George Anderson is a fictional character on the television drama Peyton Place. He was portrayed by Henry Beckman.

==Character history==
George is married to Julie Anderson and the father of Betty Anderson. He is a salesman for Leslie Harrington. George was an aggressive man and took his frustrations out on his wife. This was discovered by Dr. Michael Rossi, who threatened to expose him. Julie got afraid of her husband and tried to persuade him to go into therapy.

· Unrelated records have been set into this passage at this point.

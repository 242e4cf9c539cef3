use std::sync::atomic::{AtomicBool, AtomicU64, Ordering};
use std::sync::Arc;
use std::time::Duration;

use serde::Serialize;
use tracing::{trace, warn};
use uartmux_frame::Malformed;

use crate::error::Direction;

/// Default upper bound on how long a worker waits for input before
/// re-checking the shutdown signal.
pub const DEFAULT_POLL_INTERVAL: Duration = Duration::from_millis(100);

/// Externally settable, cooperative shutdown request.
///
/// Workers check it once per loop iteration, never mid-frame.
#[derive(Debug, Clone, Default)]
pub struct ShutdownSignal(Arc<AtomicBool>);

impl ShutdownSignal {
    pub fn new() -> Self {
        Self::default()
    }

    /// Ask every worker sharing this signal to stop.
    pub fn request(&self) {
        self.0.store(true, Ordering::SeqCst);
    }

    pub fn is_requested(&self) -> bool {
        self.0.load(Ordering::SeqCst)
    }
}

/// Something worth recording that happened on the multiplexer.
#[derive(Debug, Clone, PartialEq, Eq)]
pub enum MuxEvent {
    /// A frame was delivered to its logical stream.
    FrameIn { address: u8, len: usize },
    /// A frame was written to the physical link.
    FrameOut { address: u8, len: usize },
    /// A received frame was rejected.
    Malformed(Malformed),
    /// A frame named an address with no logical stream.
    Unroutable { address: u8, routes: usize },
    /// A logical stream failed while reading or writing.
    StreamFault {
        address: u8,
        direction: Direction,
        error: String,
    },
    /// A logical stream stalled part way through an inbound payload.
    Truncated {
        address: u8,
        delivered: usize,
        len: usize,
    },
}

/// Receives every [`MuxEvent`].
pub trait EventSink: Send + Sync {
    fn record(&self, event: &MuxEvent);
}

/// Default sink: frames at trace level, every recoverable fault as a warning.
#[derive(Debug, Default, Clone, Copy)]
pub struct TracingSink;

impl EventSink for TracingSink {
    fn record(&self, event: &MuxEvent) {
        match event {
            MuxEvent::FrameIn { address, len } => trace!(address, len, "delivered frame"),
            MuxEvent::FrameOut { address, len } => trace!(address, len, "sent frame"),
            MuxEvent::Malformed(malformed) => {
                warn!(address = malformed.address(), error = %malformed, "dropped malformed frame")
            }
            MuxEvent::Unroutable { address, routes } => warn!(
                address,
                routes, "received data for address {address} when there are only {routes} devices"
            ),
            MuxEvent::StreamFault {
                address,
                direction,
                error,
            } => warn!(address, %direction, error = %error, "logical stream fault"),
            MuxEvent::Truncated {
                address,
                delivered,
                len,
            } => warn!(address, delivered, len, "truncated frame on stalled logical stream"),
        }
    }
}

/// Running counters, updated for every event.
#[derive(Debug, Default)]
pub struct MuxStats {
    frames_in: AtomicU64,
    bytes_in: AtomicU64,
    frames_out: AtomicU64,
    bytes_out: AtomicU64,
    malformed: AtomicU64,
    unroutable: AtomicU64,
    stream_faults: AtomicU64,
    truncated: AtomicU64,
    discarded: AtomicU64,
}

/// Point-in-time copy of [`MuxStats`].
#[derive(Debug, Clone, Copy, Default, PartialEq, Eq, Serialize)]
pub struct StatsSnapshot {
    pub frames_in: u64,
    pub bytes_in: u64,
    pub frames_out: u64,
    pub bytes_out: u64,
    pub malformed: u64,
    pub unroutable: u64,
    pub stream_faults: u64,
    pub truncated: u64,
    pub discarded: u64,
}

impl MuxStats {
    fn apply(&self, event: &MuxEvent) {
        match event {
            MuxEvent::FrameIn { len, .. } => {
                self.frames_in.fetch_add(1, Ordering::Relaxed);
                self.bytes_in.fetch_add(*len as u64, Ordering::Relaxed);
            }
            MuxEvent::FrameOut { len, .. } => {
                self.frames_out.fetch_add(1, Ordering::Relaxed);
                self.bytes_out.fetch_add(*len as u64, Ordering::Relaxed);
            }
            MuxEvent::Malformed(_) => {
                self.malformed.fetch_add(1, Ordering::Relaxed);
            }
            MuxEvent::Unroutable { .. } => {
                self.unroutable.fetch_add(1, Ordering::Relaxed);
            }
            MuxEvent::StreamFault { .. } => {
                self.stream_faults.fetch_add(1, Ordering::Relaxed);
            }
            MuxEvent::Truncated { delivered, .. } => {
                self.truncated.fetch_add(1, Ordering::Relaxed);
                self.bytes_in.fetch_add(*delivered as u64, Ordering::Relaxed);
            }
        }
    }

    pub(crate) fn add_discarded(&self, count: u64) {
        self.discarded.fetch_add(count, Ordering::Relaxed);
    }

    pub fn snapshot(&self) -> StatsSnapshot {
        StatsSnapshot {
            frames_in: self.frames_in.load(Ordering::Relaxed),
            bytes_in: self.bytes_in.load(Ordering::Relaxed),
            frames_out: self.frames_out.load(Ordering::Relaxed),
            bytes_out: self.bytes_out.load(Ordering::Relaxed),
            malformed: self.malformed.load(Ordering::Relaxed),
            unroutable: self.unroutable.load(Ordering::Relaxed),
            stream_faults: self.stream_faults.load(Ordering::Relaxed),
            truncated: self.truncated.load(Ordering::Relaxed),
            discarded: self.discarded.load(Ordering::Relaxed),
        }
    }
}

/// Shared state handed to every worker.
#[derive(Clone)]
pub struct MuxContext {
    shutdown: ShutdownSignal,
    sink: Arc<dyn EventSink>,
    stats: Arc<MuxStats>,
    poll_interval: Duration,
}

impl MuxContext {
    pub fn new(shutdown: ShutdownSignal) -> Self {
        Self {
            shutdown,
            sink: Arc::new(TracingSink),
            stats: Arc::new(MuxStats::default()),
            poll_interval: DEFAULT_POLL_INTERVAL,
        }
    }

    /// Replace the event sink.
    pub fn with_sink(mut self, sink: Arc<dyn EventSink>) -> Self {
        self.sink = sink;
        self
    }

    /// Set how long workers wait for input between shutdown checks.
    pub fn with_poll_interval(mut self, poll_interval: Duration) -> Self {
        self.poll_interval = poll_interval;
        self
    }

    pub fn shutdown(&self) -> &ShutdownSignal {
        &self.shutdown
    }

    pub fn stats(&self) -> &MuxStats {
        &self.stats
    }

    pub fn poll_interval(&self) -> Duration {
        self.poll_interval
    }

    /// Count an event and pass it to the sink.
    pub fn emit(&self, event: MuxEvent) {
        self.stats.apply(&event);
        self.sink.record(&event);
    }
}

impl std::fmt::Debug for MuxContext {
    fn fmt(&self, f: &mut std::fmt::Formatter<'_>) -> std::fmt::Result {
        f.debug_struct("MuxContext")
            .field("shutdown", &self.shutdown.is_requested())
            .field("poll_interval", &self.poll_interval)
            .finish()
    }
}
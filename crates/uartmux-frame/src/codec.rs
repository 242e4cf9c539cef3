use bytes::{BufMut, Bytes, BytesMut};

use crate::checksum::Crc8;
use crate::error::{FrameError, Result};

/// Start-of-frame marker.
pub const START: u8 = 0xAA;

/// Frame header: start (1) + address (1) + length (1) = 3 bytes.
pub const HEADER_SIZE: usize = 3;

/// Frame trailer: checksum (1).
pub const TRAILER_SIZE: usize = 1;

/// Largest payload a single frame can carry.
pub const MAX_PAYLOAD: usize = u8::MAX as usize;

/// Largest possible frame on the wire.
pub const MAX_FRAME_SIZE: usize = HEADER_SIZE + MAX_PAYLOAD + TRAILER_SIZE;

/// An addressed payload.
#[derive(Debug, Clone, PartialEq, Eq)]
pub struct Frame {
    /// The logical stream this payload belongs to.
    pub address: u8,
    /// The payload bytes.
    pub payload: Bytes,
}

impl Frame {
    /// Create a new frame.
    pub fn new(address: u8, payload: impl Into<Bytes>) -> Self {
        Self {
            address,
            payload: payload.into(),
        }
    }

    /// The checksum this frame carries on the wire.
    pub fn checksum(&self) -> u8 {
        frame_checksum(self.address, &self.payload)
    }

    /// The total wire size of this frame (header + payload + trailer).
    pub fn wire_size(&self) -> usize {
        HEADER_SIZE + self.payload.len() + TRAILER_SIZE
    }
}

/// CRC-8 over `address ‖ length ‖ payload`.
///
/// `payload` must already satisfy the length bound; only the low byte of the
/// length is folded in.
pub fn frame_checksum(address: u8, payload: &[u8]) -> u8 {
    let mut crc = Crc8::new();
    crc.push(address);
    crc.push(payload.len() as u8);
    crc.update(payload);
    crc.finish()
}

fn check_payload(payload: &[u8]) -> Result<()> {
    if payload.is_empty() || payload.len() > MAX_PAYLOAD {
        return Err(FrameError::OversizedPayload {
            size: payload.len(),
        });
    }
    Ok(())
}

/// Encode one frame into the wire format.
///
/// Wire format:
/// ```text
/// ┌──────────┬──────────┬──────────┬─────────────────┬──────────┐
/// │ Start    │ Address  │ Length   │ Payload         │ Checksum │
/// │ 0xAA     │ (1B)     │ (1B)     │ (Length bytes)  │ CRC-8    │
/// └──────────┴──────────┴──────────┴─────────────────┴──────────┘
/// ```
///
/// Fails with [`FrameError::OversizedPayload`] for an empty payload or one
/// longer than [`MAX_PAYLOAD`]; `dst` is untouched in that case.
pub fn encode_frame(address: u8, payload: &[u8], dst: &mut BytesMut) -> Result<()> {
    check_payload(payload)?;
    dst.reserve(HEADER_SIZE + payload.len() + TRAILER_SIZE);
    dst.put_u8(START);
    dst.put_u8(address);
    dst.put_u8(payload.len() as u8);
    dst.put_slice(payload);
    dst.put_u8(frame_checksum(address, payload));
    Ok(())
}

/// Encode a single frame into a fresh buffer.
pub fn encode(address: u8, payload: &[u8]) -> Result<Bytes> {
    let mut dst = BytesMut::with_capacity(HEADER_SIZE + payload.len() + TRAILER_SIZE);
    encode_frame(address, payload, &mut dst)?;
    Ok(dst.freeze())
}

/// Encode `data` as consecutive frames of at most [`MAX_PAYLOAD`] bytes.
///
/// Chunks keep the original byte order. Returns the number of frames
/// written.
pub fn encode_chunked(address: u8, data: &[u8], dst: &mut BytesMut) -> Result<usize> {
    if data.is_empty() {
        return Err(FrameError::OversizedPayload { size: 0 });
    }

    let frames = data.len().div_ceil(MAX_PAYLOAD);
    dst.reserve(data.len() + frames * (HEADER_SIZE + TRAILER_SIZE));
    for chunk in data.chunks(MAX_PAYLOAD) {
        encode_frame(address, chunk, dst)?;
    }
    Ok(frames)
}
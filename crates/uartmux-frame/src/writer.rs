use std::io::{ErrorKind, Write};

use bytes::BytesMut;

use crate::codec::{encode_chunked, encode_frame, Frame, MAX_FRAME_SIZE};
use crate::error::{FrameError, Result};

const INITIAL_BUFFER_CAPACITY: usize = 4 * MAX_FRAME_SIZE;

/// Writes complete frames to any `Write` sink.
///
/// Every call writes whole frames before returning, so frames from one
/// writer are never interleaved on the wire.
pub struct FrameWriter<T> {
    inner: T,
    buf: BytesMut,
}

impl<T: Write> FrameWriter<T> {
    pub fn new(inner: T) -> Self {
        Self {
            inner,
            buf: BytesMut::with_capacity(INITIAL_BUFFER_CAPACITY),
        }
    }

    /// Write a complete frame (blocking).
    pub fn write_frame(&mut self, frame: &Frame) -> Result<()> {
        self.send(frame.address, frame.payload.as_ref())
    }

    /// Encode and send a payload as a single frame.
    ///
    /// Payloads outside `1..=255` bytes are rejected before anything is
    /// written.
    pub fn send(&mut self, address: u8, payload: &[u8]) -> Result<()> {
        self.buf.clear();
        encode_frame(address, payload, &mut self.buf)?;
        self.flush_buf()
    }

    /// Encode and send `data` as as many frames as needed.
    ///
    /// Returns the number of frames written.
    pub fn send_chunked(&mut self, address: u8, data: &[u8]) -> Result<usize> {
        self.buf.clear();
        let frames = encode_chunked(address, data, &mut self.buf)?;
        self.flush_buf()?;
        Ok(frames)
    }

    /// Write bytes that are already framed.
    pub fn write_encoded(&mut self, encoded: &[u8]) -> Result<()> {
        self.write_all(encoded)?;
        self.flush()
    }

    fn flush_buf(&mut self) -> Result<()> {
        let buf = std::mem::take(&mut self.buf);
        let result = self.write_all(&buf);
        self.buf = buf;
        result?;
        self.flush()
    }

    fn write_all(&mut self, bytes: &[u8]) -> Result<()> {
        let mut offset = 0usize;
        while offset < bytes.len() {
            match self.inner.write(&bytes[offset..]) {
                Ok(0) => return Err(FrameError::LinkClosed),
                Ok(n) => offset += n,
                Err(err) if err.kind() == ErrorKind::Interrupted => continue,
                Err(err) if err.kind() == ErrorKind::WouldBlock => continue,
                Err(err) => return Err(FrameError::Io(err)),
            }
        }
        Ok(())
    }

    /// Flush the underlying sink.
    pub fn flush(&mut self) -> Result<()> {
        loop {
            match self.inner.flush() {
                Ok(()) => return Ok(()),
                Err(err) if err.kind() == ErrorKind::Interrupted => continue,
                Err(err) if err.kind() == ErrorKind::WouldBlock => continue,
                Err(err) => return Err(FrameError::Io(err)),
            }
        }
    }

    /// Borrow the underlying sink.
    pub fn get_ref(&self) -> &T {
        &self.inner
    }

    /// Mutably borrow the underlying sink.
    pub fn get_mut(&mut self) -> &mut T {
        &mut self.inner
    }

    /// Consume the writer and return the inner sink.
    pub fn into_inner(self) -> T {
        self.inner
    }
}

#[cfg(test)]
mod tests {
    use std::io::Cursor;
    use std::sync::atomic::{AtomicBool, Ordering};
    use std::sync::Arc;

    use bytes::Bytes;

    use super::*;
    use crate::codec::{encode, MAX_PAYLOAD};
    use crate::decoder::{Decoded, Decoder};

    fn decode_all(wire: Vec<u8>) -> Vec<Frame> {
        let mut src = Bytes::from(wire);
        let mut decoder = Decoder::new();
        let mut frames = Vec::new();
        loop {
            match decoder.decode_next(&mut src) {
                Decoded::Frame(frame) => frames.push(frame),
                Decoded::Incomplete => break,
                Decoded::Invalid(m) => panic!("unexpected malformed frame: {m}"),
            }
        }
        frames
    }

    #[test]
    fn write_single_frame() {
        let mut writer = FrameWriter::new(Cursor::new(Vec::<u8>::new()));

        writer.send(1, b"hello").unwrap();

        let frames = decode_all(writer.into_inner().into_inner());
        assert_eq!(frames, vec![Frame::new(1, &b"hello"[..])]);
    }

    #[test]
    fn write_multiple_frames() {
        let mut writer = FrameWriter::new(Cursor::new(Vec::<u8>::new()));

        writer.send(0, b"one").unwrap();
        writer.send(2, b"two").unwrap();
        writer.write_frame(&Frame::new(3, "three")).unwrap();

        let frames = decode_all(writer.into_inner().into_inner());
        assert_eq!(
            frames,
            vec![
                Frame::new(0, &b"one"[..]),
                Frame::new(2, &b"two"[..]),
                Frame::new(3, &b"three"[..]),
            ]
        );
    }

    #[test]
    fn oversized_payload_rejected_before_write() {
        let mut writer = FrameWriter::new(Cursor::new(Vec::<u8>::new()));

        let err = writer.send(1, &[0u8; MAX_PAYLOAD + 1]).unwrap_err();
        assert!(matches!(err, FrameError::OversizedPayload { .. }));
        let err = writer.send(1, b"").unwrap_err();
        assert!(matches!(err, FrameError::OversizedPayload { size: 0 }));

        assert!(writer.into_inner().into_inner().is_empty());
    }

    #[test]
    fn send_chunked_splits_in_order() {
        let data: Vec<u8> = (0..600u32).map(|i| i as u8).collect();
        let mut writer = FrameWriter::new(Cursor::new(Vec::<u8>::new()));

        assert_eq!(writer.send_chunked(9, &data).unwrap(), 3);

        let frames = decode_all(writer.into_inner().into_inner());
        let lengths: Vec<usize> = frames.iter().map(|f| f.payload.len()).collect();
        assert_eq!(lengths, vec![255, 255, 90]);
        assert!(frames.iter().all(|f| f.address == 9));
        let joined: Vec<u8> = frames.iter().flat_map(|f| f.payload.to_vec()).collect();
        assert_eq!(joined, data);
    }

    #[test]
    fn write_encoded_passes_bytes_through() {
        let encoded = encode(4, b"pre").unwrap();
        let mut writer = FrameWriter::new(Cursor::new(Vec::<u8>::new()));

        writer.write_encoded(&encoded).unwrap();

        assert_eq!(writer.into_inner().into_inner(), encoded.to_vec());
    }

    #[test]
    fn flush_propagates() {
        let sink = FlushTrackingWriter::default();
        let flag = Arc::clone(&sink.flushed);
        let mut writer = FrameWriter::new(sink);

        writer.send(1, b"x").unwrap();

        assert!(flag.load(Ordering::SeqCst));
    }

    #[test]
    fn accessors_and_into_inner() {
        let cursor = Cursor::new(Vec::<u8>::new());
        let mut writer = FrameWriter::new(cursor);

        let _ = writer.get_ref();
        let _ = writer.get_mut();
        let _inner = writer.into_inner();
    }

    #[test]
    fn handles_interrupted_write_and_flush() {
        let writer_impl = InterruptedWriteThenFlush {
            wrote_once: false,
            flush_interrupted: false,
            data: Vec::new(),
        };

        let mut writer = FrameWriter::new(writer_impl);
        writer.send(5, b"retry").unwrap();

        let inner = writer.into_inner();
        assert_eq!(decode_all(inner.data), vec![Frame::new(5, &b"retry"[..])]);
    }

    #[test]
    fn link_closed_when_write_returns_zero() {
        let mut writer = FrameWriter::new(ZeroWriter);
        let err = writer.send(1, b"x").unwrap_err();
        assert!(matches!(err, FrameError::LinkClosed));
    }

    #[derive(Default)]
    struct FlushTrackingWriter {
        flushed: Arc<AtomicBool>,
        data: Vec<u8>,
    }

    impl Write for FlushTrackingWriter {
        fn write(&mut self, buf: &[u8]) -> std::io::Result<usize> {
            self.data.extend_from_slice(buf);
            Ok(buf.len())
        }

        fn flush(&mut self) -> std::io::Result<()> {
            self.flushed.store(true, Ordering::SeqCst);
            Ok(())
        }
    }

    struct InterruptedWriteThenFlush {
        wrote_once: bool,
        flush_interrupted: bool,
        data: Vec<u8>,
    }

    impl Write for InterruptedWriteThenFlush {
        fn write(&mut self, buf: &[u8]) -> std::io::Result<usize> {
            if !self.wrote_once {
                self.wrote_once = true;
                return Err(std::io::Error::from(ErrorKind::Interrupted));
            }
            self.data.extend_from_slice(buf);
            Ok(buf.len())
        }

        fn flush(&mut self) -> std::io::Result<()> {
            if !self.flush_interrupted {
                self.flush_interrupted = true;
                return Err(std::io::Error::from(ErrorKind::Interrupted));
            }
            Ok(())
        }
    }

    struct ZeroWriter;

    impl Write for ZeroWriter {
        fn write(&mut self, _buf: &[u8]) -> std::io::Result<usize> {
            Ok(0)
        }

        fn flush(&mut self) -> std::io::Result<()> {
            Ok(())
        }
    }

    #[test]
    fn written_bytes_decode_through_reader() {
        let mut writer = FrameWriter::new(Cursor::new(Vec::<u8>::new()));

        writer.send(3, b"z").unwrap();

        let wire = writer.into_inner().into_inner();
        let mut framed = crate::reader::FrameReader::new(Cursor::new(wire));
        let frame = framed.read_frame().unwrap();
        assert_eq!(frame.address, 3);
        assert_eq!(frame.payload.as_ref(), b"z");
    }
}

When his daughter marries Rodney Harrington, George was one of the few who supported it. They get involved in a car accident, and George blames Rodney for it. Betty suffers a miscarriage, but George persuades his daughter to lie about it. Leslie disapproved of Betty as his daughter-in-law. This was the cause for many clashes between him and George.

At one point, George became bad at doing his job. After losing yet another client, he turns to drinking and abuses his wife. Julie protects herself and knocks him unconscious. He is brought to the hospital and Julie runs to Constance MacKenzie. It is there where she announces she is going to leave him.

When Betty leaves town for New York City, George blames Rodney and threatens to kill him if she doesn't return anytime soon. He later loses his mind at his job and locks himself up in the office with a gun. It is his only friend Elliot Carson who is able to break in and calm him down. Dr. Rossi tells Julie that George is manic-depressive and he is taken to a sanitarium.

George has become delusional in this period, but seems to become well after a while. He is allowed to visit Peyton Place and has a drink with Paul Hanley. Paul tells him about Leslie's affairs with several married women, including Julie. He manipulates him into killing Leslie. He breaks into the Harrington house, but shoots Elliot by accident. George is yet again sent to the sanitarium, but this time never returns.